▶ Excerpted records
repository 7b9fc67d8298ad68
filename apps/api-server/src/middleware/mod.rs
//! Middleware modules.

pub mod error;
//! # Blog API Server
//!
//! The main entry point for the Actix-web HTTP server.

use actix_files::Files;
use actix_web::{App, HttpServer, web};
use tracing_actix_web::TracingLogger;

mod config;
mod handlers;
mod middleware;
mod observability;
mod state;
mod telemetry;

use config::AppConfig;
use state::AppState;
use telemetry::{TelemetryConfig, init_telemetry};

#[actix_web::main]
async fn main() -> std::io::Result<()> {
    // Load .env file if present
    dotenvy::dotenv().ok();

    init_telemetry(&TelemetryConfig::from_env());

    let config = AppConfig::from_env();

    tracing::info!(
        "Starting Blog API Server on {}:{}",
        config.host,
        config.port
    );

    // Build application state
    let state = AppState::new(&config).await?;
    let public_dir = config.public_dir.clone();

    HttpServer::new(move || {
        App::new()
            .wrap(actix_web::middleware::from_fn(observability::request_id))
            .wrap(TracingLogger::default())
            .app_data(web::Data::new(state.clone()))
            .configure(handlers::configure_routes)
            // Static files last so API routes take precedence
            .service(Files::new("/", &public_dir))
    })
    .bind((config.host.as_str(), config.port))?
    .run()
    .await
}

▶ Prompt
For every line in the entries above that contains "TracingLogger", add one to a count, and give that number by itself.

▶ Solution for this task
2